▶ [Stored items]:

use std::sync::Arc;

use super::Item;

/// A zero-indexed slice of a collection.
///
/// `last = true` is terminal: no page after `number` has any items.
#[derive(Debug, Clone, PartialEq)]
pub struct PageWindow {
    pub items: Vec<Arc<Item>>,
    pub number: usize,
    pub last: bool,
}

impl PageWindow {
    pub fn empty_last(number: usize) -> Self {
        Self {
            items: Vec::new(),
            number,
            last: true,
        }
    }
}
// ── Core error types ──
//
// User-facing errors from nutridash-core. Consumers never see raw HTTP
// status codes or JSON parse failures: the `From<nutridash_api::Error>`
// impl sorts transport failures into the dashboard's error taxonomy, and
// `user_message()` renders each variant as the text shown to staff.

use thiserror::Error;

use crate::model::ResourceKind;

/// How a caller should react to a failure.
#[derive(Debug, Clone, Copy, PartialEq, Eq)]
pub enum FailureClass {
    /// Session is gone; stop paging and ask the user to sign in.
    Unauthorized,
    /// Network hiccup or overloaded backend; safe to retry.
    Transient,
    /// Retrying the same request won't help.
    Permanent,
    /// Superseded or aborted; not an error from the user's point of view.
    Cancelled,
}

/// Unified error type for the core crate.
#[derive(Debug, Error)]
pub enum CoreError {
    // ── Session ──────────────────────────────────────────────────────
    #[error("Not authorized: {message}")]
    Unauthorized { message: String },

    // ── Backend rejections ───────────────────────────────────────────
    #[error("Resource not found: {message}")]
    NotFound { message: String },

    /// HTTP 400/409/422. `field` binds the message to a form field.
    #[error("Validation failed: {message}")]
    Validation {
        message: String,
        field: Option<String>,
        status: u16,
    },

    #[error("Payload too large")]
    PayloadTooLarge,

    #[error("Server error (HTTP {status}): {message}")]
    Server { status: u16, message: String },

    #[error("API error: {message}")]
    Api {
        message: String,
        code: Option<String>,
        status: Option<u16>,
    },

    // ── Transport ────────────────────────────────────────────────────
    #[error("Cannot reach server at {url}: {reason}")]
    ConnectionFailed { url: String, reason: String },

    #[error("Request timed out")]
    Timeout,

    // ── Flow control ─────────────────────────────────────────────────
    #[error("Request cancelled")]
    Cancelled,

    /// The crawl hit its page guard before the backend reported a last page.
    #[error("Incomplete {kind} crawl: stopped after {pages} pages ({items} items)")]
    IncompleteCrawl {
        kind: ResourceKind,
        pages: u32,
        items: usize,
    },

    // ── Configuration ────────────────────────────────────────────────
    #[error("Configuration error: {message}")]
    Config { message: String },

    // ── Internal errors ──────────────────────────────────────────────
    #[error("Internal error: {0}")]
    Internal(String),
}

impl CoreError {
    pub fn failure_class(&self) -> FailureClass {
        match self {
            Self::Unauthorized { .. } => FailureClass::Unauthorized,
            Self::Cancelled => FailureClass::Cancelled,
            Self::ConnectionFailed { .. } | Self::Timeout | Self::IncompleteCrawl { .. } => {
                FailureClass::Transient
            }
            Self::Server { status, .. } if matches!(status, 502..=504) => FailureClass::Transient,
            _ => FailureClass::Permanent,
        }
    }

    pub fn is_cancelled(&self) -> bool {
        matches!(self, Self::Cancelled)
    }

    /// Form field a validation message belongs to, if the backend named one.
    pub fn field(&self) -> Option<&str> {
        match self {
            Self::Validation { field, .. } => field.as_deref(),
            _ => None,
        }
    }

    /// Human-readable message suitable for an alert or a form hint.
    ///
    /// Cancellation renders as an empty string; callers filter it out
    /// before it reaches UI error state.
    pub fn user_message(&self) -> String {
        match self {
            Self::Unauthorized { .. } => "You are not authorized. Please sign in again.".into(),
            Self::NotFound { .. } => "Resource not found.".into(),
            Self::Validation { message, .. } | Self::Api { message, .. } => message.clone(),
            Self::PayloadTooLarge => "File too large.".into(),
            Self::Server { .. } => "System error, please try again later.".into(),
            Self::ConnectionFailed { .. } | Self::Timeout => {
                "Cannot reach the server. Check your connection.".into()
            }
            Self::Cancelled => String::new(),
            Self::IncompleteCrawl { kind, pages, .. } => {
                format!("Could not load the full {kind} list (stopped after {pages} pages).")
            }
            Self::Config { message } => format!("Configuration error: {message}"),
            Self::Internal(_) => "Unexpected response from the server.".into(),
        }
    }
}

// ── Conversion from transport-layer errors ───────────────────────────

impl From<nutridash_api::Error> for CoreError {
    fn from(err: nutridash_api::Error) -> Self {
        use nutridash_api::Error as Api;

        match err {
            Api::Unauthorized { message, .. } | Api::RefreshFailed { message } => {
                CoreError::Unauthorized { message }
            }
            Api::TokenStore(message) => CoreError::Internal(format!("token store: {message}")),
            Api::Transport(ref e) => {
                if e.is_timeout() {
                    CoreError::Timeout
                } else {
                    CoreError::ConnectionFailed {
                        url: e
                            .url()
                            .map_or_else(|| "<unknown>".into(), ToString::to_string),
                        reason: e.to_string(),
                    }
                }
            }
            Api::InvalidUrl(e) => CoreError::Config {
                message: format!("Invalid URL: {e}"),
            },
            Api::Tls(reason) => CoreError::ConnectionFailed {
                url: String::new(),
                reason: format!("TLS error: {reason}"),
            },
            Api::Http {
                status,
                message,
                code,
                field,
            } => match status {
                404 => CoreError::NotFound { message },
                413 => CoreError::PayloadTooLarge,
                400 | 409 | 422 => CoreError::Validation {
                    // Conflicts without an explicit field are duplicate names.
                    field: field.or_else(|| (status == 409).then(|| "name".to_owned())),
                    message,
                    status,
                },
                500..=599 => CoreError::Server { status, message },
                _ => CoreError::Api {
                    message,
                    code,
                    status: Some(status),
                },
            },
            Api::Deserialization { message, body: _ } => {
                CoreError::Internal(format!("Deserialization error: {message}"))
            }
        }
    }
}
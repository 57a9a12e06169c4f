//! Clap derive structures for the `nutridash` CLI.
//!
//! Defines the command tree, global flags, and shared argument types.

use std::path::PathBuf;

use clap::{Args, Parser, Subcommand, ValueEnum};
use clap_complete::Shell;

use nutridash_core::ResourceKind;

// ── Top-Level CLI ────────────────────────────────────────────────────

/// nutridash -- admin CLI for the nutrition platform
#[derive(Debug, Parser)]
#[command(
    name = "nutridash",
    version,
    about = "Manage nutrition dashboard data from the command line",
    long_about = "Browse, search, and edit the conditions, allergies, ingredients, \
        and meals served by the nutrition platform's admin backend.",
    propagate_version = true,
    subcommand_required = true,
    arg_required_else_help = true
)]
pub struct Cli {
    #[command(flatten)]
    pub global: GlobalOpts,

    #[command(subcommand)]
    pub command: Command,
}

// ── Global Options ───────────────────────────────────────────────────

#[derive(Debug, Args)]
pub struct GlobalOpts {
    /// Backend profile to use
    #[arg(long, short = 'p', env = "NUTRIDASH_PROFILE", global = true)]
    pub profile: Option<String>,

    /// Admin API base URL (overrides profile)
    #[arg(long, env = "NUTRIDASH_API_URL", global = true)]
    pub api_url: Option<String>,

    /// Output format
    #[arg(
        long,
        short = 'o',
        env = "NUTRIDASH_OUTPUT",
        default_value = "table",
        global = true
    )]
    pub output: OutputFormat,

    /// Increase verbosity (-v, -vv, -vvv)
    #[arg(long, short = 'v', action = clap::ArgAction::Count, global = true)]
    pub verbose: u8,

    /// Suppress non-error output
    #[arg(long, short = 'q', global = true)]
    pub quiet: bool,

    /// Skip confirmation prompts
    #[arg(long, short = 'y', global = true)]
    pub yes: bool,

    /// Accept invalid TLS certificates
    #[arg(long, short = 'k', env = "NUTRIDASH_INSECURE", global = true)]
    pub insecure: bool,

    /// Request timeout in seconds (overrides profile)
    #[arg(long, env = "NUTRIDASH_TIMEOUT", global = true)]
    pub timeout: Option<u64>,
}

// ── Output Enum ──────────────────────────────────────────────────────

#[derive(Debug, Clone, ValueEnum)]
pub enum OutputFormat {
    /// Pretty table (default, interactive)
    Table,
    /// Pretty-printed JSON
    Json,
    /// Compact single-line JSON
    JsonCompact,
    /// YAML
    Yaml,
    /// Plain text, one id per line (scripting)
    Plain,
}

// ── Resource kind ────────────────────────────────────────────────────

#[derive(Debug, Clone, Copy, ValueEnum)]
pub enum KindArg {
    Conditions,
    Allergies,
    Ingredients,
    #[value(alias = "meals")]
    Foods,
}

impl From<KindArg> for ResourceKind {
    fn from(kind: KindArg) -> Self {
        match kind {
            KindArg::Conditions => Self::Conditions,
            KindArg::Allergies => Self::Allergies,
            KindArg::Ingredients => Self::Ingredients,
            KindArg::Foods => Self::Foods,
        }
    }
}

// ── Top-Level Command Enum ───────────────────────────────────────────

#[derive(Debug, Subcommand)]
pub enum Command {
    /// Show one page of a collection
    #[command(alias = "ls")]
    List(ListArgs),

    /// Page through a collection the way the dashboard scrolls
    Browse(BrowseArgs),

    /// Server-side search by name
    #[command(alias = "find")]
    Search(SearchArgs),

    /// Create an item
    Create(CreateArgs),

    /// Update an item
    Update(UpdateArgs),

    /// Delete an item
    #[command(alias = "rm")]
    Delete(DeleteArgs),

    /// Show summary statistics for a collection
    Stats(StatsArgs),

    /// Sign in, sign out, and inspect the stored session
    Auth(AuthArgs),

    /// Manage CLI configuration and profiles
    Config(ConfigArgs),

    /// Generate shell completions
    Completions(CompletionsArgs),
}

// ── Collection commands ──────────────────────────────────────────────

#[derive(Debug, Args)]
pub struct ListArgs {
    pub kind: KindArg,

    /// Zero-indexed page number
    #[arg(long, default_value = "0")]
    pub page: usize,

    /// Items per page (defaults to the profile's page size)
    #[arg(long, short = 'l')]
    pub size: Option<usize>,
}

#[derive(Debug, Args)]
pub struct BrowseArgs {
    pub kind: KindArg,

    /// Stop after this many pages even if more exist
    #[arg(long)]
    pub max_pages: Option<usize>,
}

#[derive(Debug, Args)]
pub struct SearchArgs {
    pub kind: KindArg,

    /// Name fragment to search for
    pub query: String,
}

/// Item fields given either as flags or as a JSON file.
#[derive(Debug, Args)]
pub struct ItemFields {
    /// Read the JSON payload from a file
    #[arg(long, short = 'F', conflicts_with_all = ["name", "description"])]
    pub from_file: Option<PathBuf>,

    /// Item name
    #[arg(long)]
    pub name: Option<String>,

    /// Item description
    #[arg(long)]
    pub description: Option<String>,
}

#[derive(Debug, Args)]
pub struct CreateArgs {
    pub kind: KindArg,

    #[command(flatten)]
    pub fields: ItemFields,
}

#[derive(Debug, Args)]
pub struct UpdateArgs {
    pub kind: KindArg,

    pub id: String,

    #[command(flatten)]
    pub fields: ItemFields,
}

#[derive(Debug, Args)]
pub struct DeleteArgs {
    pub kind: KindArg,

    pub id: String,
}

#[derive(Debug, Args)]
pub struct StatsArgs {
    pub kind: KindArg,
}

// ── Auth ─────────────────────────────────────────────────────────────

#[derive(Debug, Args)]
pub struct AuthArgs {
    #[command(subcommand)]
    pub command: AuthCommand,
}

#[derive(Debug, Subcommand)]
pub enum AuthCommand {
    /// Exchange email + password for a session
    Login {
        /// Account email (defaults to the profile's email)
        #[arg(long, short = 'e')]
        email: Option<String>,

        /// Password (prompted when omitted)
        #[arg(long, env = "NUTRIDASH_PASSWORD", hide_env_values = true)]
        password: Option<String>,
    },

    /// Forget the stored session
    Logout,

    /// Show whether a session is stored and when it expires
    Status,
}

// ── Config ───────────────────────────────────────────────────────────

#[derive(Debug, Args)]
pub struct ConfigArgs {
    #[command(subcommand)]
    pub command: ConfigCommand,
}

#[derive(Debug, Subcommand)]
pub enum ConfigCommand {
    /// Interactive setup wizard
    Init,

    /// Show the resolved configuration
    Show,

    /// Set a value on the active profile
    Set {
        /// api_url, email, ca_cert, insecure, timeout, page_size,
        /// search_debounce_ms, sort, token_store
        key: String,
        value: String,
    },

    /// Print the config file path
    Path,
}

// ── Completions ──────────────────────────────────────────────────────

#[derive(Debug, Args)]
pub struct CompletionsArgs {
    pub shell: Shell,
}
use serde::{Deserialize, Serialize};
use strum::{Display, EnumIter, EnumString, IntoStaticStr};

/// One of the manageable collections.
///
/// The Clinical screen switches between `Conditions` and `Allergies`;
/// Ingredients and Meals (`Foods`) are single-kind screens.
#[derive(
    Debug,
    Clone,
    Copy,
    PartialEq,
    Eq,
    Hash,
    Display,
    EnumString,
    EnumIter,
    IntoStaticStr,
    Serialize,
    Deserialize,
)]
#[strum(serialize_all = "lowercase", ascii_case_insensitive)]
#[serde(rename_all = "lowercase")]
pub enum ResourceKind {
    Conditions,
    Allergies,
    Ingredients,
    #[strum(to_string = "foods", serialize = "meals")]
    Foods,
}

impl ResourceKind {
    /// Backend path segment.
    pub fn path(self) -> &'static str {
        self.into()
    }

    /// Path segments of the create endpoint.
    pub fn create_segments(self) -> &'static [&'static str] {
        match self {
            Self::Conditions => &["conditions"],
            Self::Allergies => &["allergies"],
            Self::Ingredients => &["ingredients", "save"],
            Self::Foods => &["foods", "save"],
        }
    }

    /// Singular noun for messages.
    pub fn singular(self) -> &'static str {
        match self {
            Self::Conditions => "condition",
            Self::Allergies => "allergy",
            Self::Ingredients => "ingredient",
            Self::Foods => "food",
        }
    }

    /// `true` for the kinds grouped on the Clinical screen.
    pub fn is_clinical(self) -> bool {
        matches!(self, Self::Conditions | Self::Allergies)
    }
}
//! Collection command handlers: list, browse, search, create, update, delete.

use std::num::NonZeroUsize;

use tracing::debug;

use nutridash_core::{Dashboard, ResourceKind};

use crate::cli::{
    BrowseArgs, CreateArgs, DeleteArgs, GlobalOpts, ListArgs, SearchArgs, UpdateArgs,
};
use crate::error::CliError;
use crate::output;

use super::util;

pub async fn list(dashboard: &Dashboard, args: ListArgs, global: &GlobalOpts) -> Result<(), CliError> {
    let kind = ResourceKind::from(args.kind);
    let size = match args.size {
        Some(size) => NonZeroUsize::new(size).ok_or_else(|| CliError::Validation {
            field: "size".into(),
            reason: "must be at least 1".into(),
        })?,
        None => dashboard.config().page_size,
    };

    let cancel = dashboard.child_token();
    let window = dashboard
        .fetcher()
        .fetch_page(kind, args.page, size, &cancel)
        .await?;

    output::print_output(&output::render_items(&global.output, &window.items)?, global.quiet);
    if !window.last && !global.quiet {
        eprintln!("More {kind} available: --page {}", window.number + 1);
    }
    Ok(())
}

/// Load page 0, then keep "scrolling" until the list reports its last page.
pub async fn browse(
    dashboard: &Dashboard,
    args: BrowseArgs,
    global: &GlobalOpts,
) -> Result<(), CliError> {
    let kind = ResourceKind::from(args.kind);
    let session = dashboard.session(kind);

    session.load_first_page().await?;
    let mut pages = 1;
    while !session.view().last && args.max_pages.is_none_or(|max| pages < max) {
        if !session.on_sentinel_visible().await? {
            break;
        }
        pages += 1;
    }

    let view = session.view();
    debug!(%kind, pages, rows = view.browse.len(), "browse finished");
    output::print_output(&output::render_items(&global.output, &view.browse)?, global.quiet);
    if !view.last && !global.quiet {
        eprintln!("Stopped after {pages} pages; more {kind} available");
    }
    session.close();
    Ok(())
}

pub async fn search(
    dashboard: &Dashboard,
    args: SearchArgs,
    global: &GlobalOpts,
) -> Result<(), CliError> {
    let kind = ResourceKind::from(args.kind);
    let query = args.query.trim();
    if query.is_empty() {
        return Err(CliError::Validation {
            field: "query".into(),
            reason: "search text is empty".into(),
        });
    }

    let session = dashboard.session(kind);
    session.set_query(query);
    let view = session.search_settled().await;
    session.close();

    if let Some(message) = view.search.error() {
        return Err(CliError::Search {
            message: message.to_owned(),
        });
    }
    output::print_output(&output::render_items(&global.output, &view.displayed())?, global.quiet);
    Ok(())
}

pub async fn create(
    dashboard: &Dashboard,
    args: CreateArgs,
    global: &GlobalOpts,
) -> Result<(), CliError> {
    let kind = ResourceKind::from(args.kind);
    let payload = util::build_payload(&args.fields, true)?;

    match dashboard.mutator().create(kind, &payload).await? {
        Some(item) => {
            output::print_output(&output::render_item(&global.output, &item)?, global.quiet);
        }
        None => {
            if !global.quiet {
                eprintln!("{} created", capitalized(kind.singular()));
            }
        }
    }
    Ok(())
}

pub async fn update(
    dashboard: &Dashboard,
    args: UpdateArgs,
    global: &GlobalOpts,
) -> Result<(), CliError> {
    let kind = ResourceKind::from(args.kind);
    let payload = util::build_payload(&args.fields, false)?;

    let updated = dashboard.mutator().update(kind, &args.id, &payload, None).await?;
    if !updated.partial {
        output::print_output(&output::render_item(&global.output, &updated.item)?, global.quiet);
        return Ok(());
    }
    if !global.quiet {
        eprintln!(
            "{} updated; the server returned no copy, showing submitted fields",
            capitalized(kind.singular())
        );
    }
    let out = output::render_submitted(&global.output, &args.id, &payload)?;
    output::print_output(&out, global.quiet);
    Ok(())
}

pub async fn delete(
    dashboard: &Dashboard,
    args: DeleteArgs,
    global: &GlobalOpts,
) -> Result<(), CliError> {
    let kind = ResourceKind::from(args.kind);
    let prompt = format!("Delete {} '{}'? This cannot be undone.", kind.singular(), args.id);
    if !util::confirm(&prompt, global.yes)? {
        return Ok(());
    }

    dashboard.mutator().delete(kind, &args.id).await?;
    if !global.quiet {
        eprintln!("{} deleted", capitalized(kind.singular()));
    }
    Ok(())
}

fn capitalized(word: &str) -> String {
    let mut chars = word.chars();
    chars.next().map_or_else(String::new, |first| {
        first.to_uppercase().chain(chars).collect()
    })
}
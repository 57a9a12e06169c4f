// Bearer-token session state
//
// The token pair lives outside this crate (keyring, file, memory); the
// client reads it before every request and writes it after a refresh.
// `RefreshGate` makes sure concurrent 401s share a single refresh call.

use std::fmt;
use std::sync::{Mutex, PoisonError};

use chrono::{DateTime, Utc};
use secrecy::SecretString;
use tokio::sync::watch;

use crate::error::Error;

/// Access + refresh token pair issued by `/auths/login` or `/auths/refresh`.
#[derive(Clone)]
pub struct TokenPair {
    pub access_token: SecretString,
    pub access_expires_at: Option<DateTime<Utc>>,
    pub refresh_token: SecretString,
    pub refresh_expires_at: Option<DateTime<Utc>>,
}

impl TokenPair {
    pub fn new(access_token: impl Into<String>, refresh_token: impl Into<String>) -> Self {
        Self {
            access_token: SecretString::from(access_token.into()),
            access_expires_at: None,
            refresh_token: SecretString::from(refresh_token.into()),
            refresh_expires_at: None,
        }
    }

    /// `true` once the access token's advertised expiry has passed.
    pub fn access_expired(&self, now: DateTime<Utc>) -> bool {
        self.access_expires_at.is_some_and(|at| at <= now)
    }

    /// `true` once the refresh token's advertised expiry has passed.
    pub fn refresh_expired(&self, now: DateTime<Utc>) -> bool {
        self.refresh_expires_at.is_some_and(|at| at <= now)
    }
}

impl fmt::Debug for TokenPair {
    fn fmt(&self, f: &mut fmt::Formatter<'_>) -> fmt::Result {
        f.debug_struct("TokenPair")
            .field("access_token", &"[REDACTED]")
            .field("access_expires_at", &self.access_expires_at)
            .field("refresh_token", &"[REDACTED]")
            .field("refresh_expires_at", &self.refresh_expires_at)
            .finish()
    }
}

/// Persisted storage for the session's token pair.
///
/// Implementations must be cheap to call; the client invokes `load`
/// before every request.
pub trait TokenStore: Send + Sync {
    /// Current token pair, or `None` when logged out.
    fn load(&self) -> Option<TokenPair>;

    /// Replace the stored pair.
    fn save(&self, tokens: &TokenPair) -> Result<(), Error>;

    /// Forget the stored pair.
    fn clear(&self) -> Result<(), Error>;
}

/// Process-local token store. Nothing survives a restart.
#[derive(Debug, Default)]
pub struct MemoryTokenStore {
    tokens: Mutex<Option<TokenPair>>,
}

impl MemoryTokenStore {
    pub fn new() -> Self {
        Self::default()
    }

    pub fn with_tokens(tokens: TokenPair) -> Self {
        Self {
            tokens: Mutex::new(Some(tokens)),
        }
    }
}

impl TokenStore for MemoryTokenStore {
    fn load(&self) -> Option<TokenPair> {
        self.tokens
            .lock()
            .unwrap_or_else(PoisonError::into_inner)
            .clone()
    }

    fn save(&self, tokens: &TokenPair) -> Result<(), Error> {
        *self.tokens.lock().unwrap_or_else(PoisonError::into_inner) = Some(tokens.clone());
        Ok(())
    }

    fn clear(&self) -> Result<(), Error> {
        *self.tokens.lock().unwrap_or_else(PoisonError::into_inner) = None;
        Ok(())
    }
}

// ── Single-flight refresh ───────────────────────────────────────────

#[derive(Clone)]
pub(crate) enum RefreshOutcome {
    Pending,
    Refreshed(SecretString),
    Failed,
}

/// What a 401'd request should do about the token.
pub(crate) enum RefreshRole {
    /// Another request is refreshing; wait for its outcome.
    Waiter(watch::Receiver<RefreshOutcome>),
    /// This request performs the refresh and publishes the outcome.
    Refresher(watch::Sender<RefreshOutcome>),
}

#[derive(Default)]
pub(crate) struct RefreshGate {
    inflight: Mutex<Option<watch::Receiver<RefreshOutcome>>>,
}

impl RefreshGate {
    /// Join the in-flight refresh, or become the refresher.
    pub(crate) fn enter(&self) -> RefreshRole {
        let mut slot = self.inflight.lock().unwrap_or_else(PoisonError::into_inner);
        if let Some(rx) = slot.as_ref() {
            return RefreshRole::Waiter(rx.clone());
        }
        let (tx, rx) = watch::channel(RefreshOutcome::Pending);
        *slot = Some(rx);
        RefreshRole::Refresher(tx)
    }

    /// Release the slot so the next 401 starts a fresh refresh.
    pub(crate) fn leave(&self) {
        *self.inflight.lock().unwrap_or_else(PoisonError::into_inner) = None;
    }
}

/// Clears the gate slot when the refresher finishes or is dropped.
///
/// If the refresher's future is cancelled mid-flight, its sender drops
/// and every waiter observes a closed channel, which counts as failure.
pub(crate) struct RefreshSlotGuard<'a>(pub(crate) &'a RefreshGate);

impl Drop for RefreshSlotGuard<'_> {
    fn drop(&mut self) {
        self.0.leave();
    }
}

/// Wait for the refresher to publish a terminal outcome.
pub(crate) async fn await_outcome(mut rx: watch::Receiver<RefreshOutcome>) -> Option<SecretString> {
    let outcome = rx
        .wait_for(|o| !matches!(o, RefreshOutcome::Pending))
        .await
        .map(|o| (*o).clone());
    match outcome {
        Ok(RefreshOutcome::Refreshed(token)) => Some(token),
        _ => None,
    }
}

▶ [Task instructions]: If a line of the data holds the string "bool", list it.

▶ [Answer section]:
    pub last: bool,
    pub fn is_cancelled(&self) -> bool {
    pub quiet: bool,
    pub yes: bool,
    pub insecure: bool,
    pub fn is_clinical(self) -> bool {
    pub fn access_expired(&self, now: DateTime<Utc>) -> bool {
    pub fn refresh_expired(&self, now: DateTime<Utc>) -> bool {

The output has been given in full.